This Far-Away Mini Neptune Next to a Hot Jupiter Shouldn’t Exist. Its Atmosphere May Explain Why

The planetary odd couple has puzzled astronomers since their 2020 discovery.

by · ZME Science
The planetary couple most likely formed beyond its star’s “frostline,” in the colder region of the protoplanetary disk. Credit: Jose-Luis Olivares, MIT

Approximately 190 light-years from Earth, two planets circle the star TOI-1130 in a setup astronomers rarely see. One is a hot Jupiter, a giant planet skimming close to its star. The other is a smaller gas-rich mini-Neptune traveling even closer in.

However, the pairing is a bit strange as hot Jupiters generally live alone. Their gravity is so strong that nearby planets often get scattered, swallowed or pushed into unstable paths. Yet in this system, the inner mini-Neptune survived, and it has puzzled astronomers since its discovery in 2020.

Now, astronomers using NASA’s James Webb Space Telescope say they may have found out why. Their observations suggest both planets probably formed farther from their star, beyond a cold region known as the frost line, and then slowly moved inward together. The findings appear in Astrophysical Journal Letters.

“Hot Jupiters are ‘lonely,’ meaning they don’t have companion planets inside their orbits,” said Chelsea X. Huang, who discovered the system in 2020 using NASA’s Transiting Exoplanet Survey Satellite. “They are so massive, and their gravity is so strong, that whatever is inside their orbit just gets scattered away. But somehow, with this hot Jupiter, an inner companion has survived. And that raises questions about how such a system could form.”
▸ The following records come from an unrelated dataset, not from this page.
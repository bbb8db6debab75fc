use crate::{
    AppState,
    auth::AuthUser,
    error::{AppError, RepoError},
    handlers::found,
    models::{
        FormErrors, MessagePage, NoteForm, NoteFormContext, NoteFormPage, NoteListPage, NotePage,
    },
    validation::{self, CleanNote},
};
use axum::{
    Form, Json,
    extract::{Path, State, rejection::FormRejection},
    response::{IntoResponse, Response},
};

/// Landing page after every successful note write.
pub const NOTES_DONE_URL: &str = "/notes/done/";

fn form_page(data: NoteForm, errors: FormErrors) -> Response {
    Json(NoteFormPage {
        form: NoteFormContext { data, errors },
    })
    .into_response()
}

fn slug_conflict(data: NoteForm, slug: &str) -> Response {
    let mut errors = FormErrors::default();
    errors.add("slug", validation::slug_taken(slug));
    form_page(data, errors)
}

/// notes_home
///
/// [Public Route] Landing page of the notes app.
#[utoipa::path(
    get,
    path = "/notes/",
    responses((status = 200, description = "Landing page", body = MessagePage))
)]
pub async fn notes_home() -> Json<MessagePage> {
    Json(MessagePage {
        message: "Заметки: личные записи, видимые только автору.".to_string(),
    })
}

/// list_notes
///
/// [Authenticated Route] The caller's notes. Notes of other users never appear.
#[utoipa::path(
    get,
    path = "/notes/list/",
    responses((status = 200, description = "My notes", body = NoteListPage))
)]
pub async fn list_notes(
    AuthUser { id, .. }: AuthUser,
    State(state): State<AppState>,
) -> Json<NoteListPage> {
    let object_list = state.repo.list_notes_by_author(id).await;
    Json(NoteListPage { object_list })
}

/// notes_done
///
/// [Authenticated Route] Confirmation shown after a note was added, edited or deleted.
#[utoipa::path(
    get,
    path = "/notes/done/",
    responses((status = 200, description = "Success page", body = MessagePage))
)]
pub async fn notes_done() -> Json<MessagePage> {
    Json(MessagePage {
        message: "Успешно!".to_string(),
    })
}

/// add_note_page
///
/// [Authenticated Route] Empty note form.
#[utoipa::path(
    get,
    path = "/notes/add/",
    responses((status = 200, description = "Empty form", body = NoteFormPage))
)]
pub async fn add_note_page() -> Json<NoteFormPage> {
    Json(NoteFormPage::default())
}

/// add_note
///
/// [Authenticated Route] Creates a note owned by the caller. Without a slug, one is
/// derived from the title. A slug held by any other note re-renders the form with an
/// error naming that slug, and nothing is written.
#[utoipa::path(
    post,
    path = "/notes/add/",
    request_body(content = NoteForm, content_type = "application/x-www-form-urlencoded"),
    responses(
        (status = 302, description = "Created; redirects to /notes/done/"),
        (status = 200, description = "Rejected; form with errors", body = NoteFormPage)
    )
)]
pub async fn add_note(
    AuthUser { id: user_id, .. }: AuthUser,
    State(state): State<AppState>,
    Form(form): Form<NoteForm>,
) -> Result<Response, AppError> {
    let CleanNote { title, text, slug } =
        match validation::clean_note(state.repo.as_ref(), &form, None).await {
            Ok(clean) => clean,
            Err(errors) => return Ok(form_page(form, errors)),
        };

    match state.repo.create_note(user_id, &title, &text, &slug).await {
        Ok(note) => {
            tracing::info!(note_id = note.id, slug = %note.slug, "note created");
            Ok(found(NOTES_DONE_URL))
        }
        // Lost a race with a concurrent create after the availability check passed.
        Err(RepoError::SlugTaken(slug)) => Ok(slug_conflict(form, &slug)),
        Err(e) => Err(e.into()),
    }
}

/// note_detail
///
/// [Authenticated Route] One of the caller's notes. Someone else's note is a 404.
#[utoipa::path(
    get,
    path = "/notes/note/{slug}/",
    params(("slug" = String, Path, description = "Note slug")),
    responses(
        (status = 200, description = "Note", body = NotePage),
        (status = 404, description = "Not Found or Not Yours")
    )
)]
pub async fn note_detail(
    AuthUser { id: user_id, .. }: AuthUser,
    State(state): State<AppState>,
    Path(slug): Path<String>,
) -> Result<Json<NotePage>, AppError> {
    let note = state
        .repo
        .get_note_owned(&slug, user_id)
        .await
        .ok_or(AppError::NotFound)?;
    Ok(Json(NotePage { note }))
}

/// edit_note_page
///
/// [Authenticated Route] Note form prefilled with the current values.
#[utoipa::path(
    get,
    path = "/notes/edit/{slug}/",
    params(("slug" = String, Path, description = "Note slug")),
    responses(
        (status = 200, description = "Prefilled form", body = NoteFormPage),
        (status = 404, description = "Not Found or Not Yours")
    )
)]
pub async fn edit_note_page(
    AuthUser { id: user_id, .. }: AuthUser,
    State(state): State<AppState>,
    Path(slug): Path<String>,
) -> Result<Json<NoteFormPage>, AppError> {
    let note = state
        .repo
        .get_note_owned(&slug, user_id)
        .await
        .ok_or(AppError::NotFound)?;
    Ok(Json(NoteFormPage {
        form: NoteFormContext {
            data: NoteForm {
                title: note.title,
                text: note.text,
                slug: note.slug,
            },
            errors: FormErrors::default(),
        },
    }))
}

/// edit_note
///
/// [Authenticated Route] Updates one of the caller's notes. The note may keep its own
/// slug; taking another note's slug is rejected like on create.
#[utoipa::path(
    post,
    path = "/notes/edit/{slug}/",
    params(("slug" = String, Path, description = "Note slug")),
    request_body(content = NoteForm, content_type = "application/x-www-form-urlencoded"),
    responses(
        (status = 302, description = "Updated; redirects to /notes/done/"),
        (status = 200, description = "Rejected; form with errors", body = NoteFormPage),
        (status = 404, description = "Not Found or Not Yours")
    )
)]
pub async fn edit_note(
    AuthUser { id: user_id, .. }: AuthUser,
    State(state): State<AppState>,
    Path(slug): Path<String>,
    form: Result<Form<NoteForm>, FormRejection>,
) -> Result<Response, AppError> {
    let note = state
        .repo
        .get_note_owned(&slug, user_id)
        .await
        .ok_or(AppError::NotFound)?;
    let Form(form) = match form {
        Ok(form) => form,
        Err(rejection) => return Ok(rejection.into_response()),
    };

    let clean = match validation::clean_note(state.repo.as_ref(), &form, Some(note.id)).await {
        Ok(clean) => clean,
        Err(errors) => return Ok(form_page(form, errors)),
    };

    match state
        .repo
        .update_note(note.id, user_id, &clean.title, &clean.text, &clean.slug)
        .await
    {
        Ok(Some(updated)) => {
            tracing::info!(note_id = updated.id, slug = %updated.slug, "note updated");
            Ok(found(NOTES_DONE_URL))
        }
        // Deleted between the lookup and the update.
        Ok(None) => Err(AppError::NotFound),
        Err(RepoError::SlugTaken(slug)) => Ok(slug_conflict(form, &slug)),
        Err(e) => Err(e.into()),
    }
}

/// delete_note_page
///
/// [Authenticated Route] Delete confirmation for one of the caller's notes.
#[utoipa::path(
    get,
    path = "/notes/delete/{slug}/",
    params(("slug" = String, Path, description = "Note slug")),
    responses(
        (status = 200, description = "Confirmation", body = NotePage),
        (status = 404, description = "Not Found or Not Yours")
    )
)]
pub async fn delete_note_page(
    AuthUser { id: user_id, .. }: AuthUser,
    State(state): State<AppState>,
    Path(slug): Path<String>,
) -> Result<Json<NotePage>, AppError> {
    let note = state
        .repo
        .get_note_owned(&slug, user_id)
        .await
        .ok_or(AppError::NotFound)?;
    Ok(Json(NotePage { note }))
}

/// delete_note
///
/// [Authenticated Route] Deletes one of the caller's notes (POST or DELETE).
#[utoipa::path(
    delete,
    path = "/notes/delete/{slug}/",
    params(("slug" = String, Path, description = "Note slug")),
    responses(
        (status = 302, description = "Deleted; redirects to /notes/done/"),
        (status = 404, description = "Not Found or Not Yours")
    )
)]
pub async fn delete_note(
    AuthUser { id: user_id, .. }: AuthUser,
    State(state): State<AppState>,
    Path(slug): Path<String>,
) -> Result<Response, AppError> {
    if state.repo.delete_note(&slug, user_id).await? {
        tracing::info!(%slug, "note deleted");
        Ok(found(NOTES_DONE_URL))
    } else {
        Err(AppError::NotFound)
    }
}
Mini-Neptunes are usually thought to contain rocky cores wrapped in thick atmospheres. While our own Solar System does not have one, they are common around other stars. Finding one tucked inside a hot Jupiter’s orbit is rare.

Reading the Air of a Distant World

To investigate the system, the team used Webb to study the atmosphere of the mini-Neptune, TOI-1130b. It was an uneasy task. The two planets are in what astronomers call a mean motion resonance, meaning they tug on each other’s orbits in a regular pattern. Those tugs make the timing of each transit slightly irregular.

The team had to model years of earlier observations to predict when Webb could catch the mini-Neptune passing in front of its star.

During that crossing, a small amount of starlight filtered through the planet’s atmosphere. Webb measured which wavelengths of light were absorbed. Different molecules absorb different wavelengths, leaving chemical fingerprints.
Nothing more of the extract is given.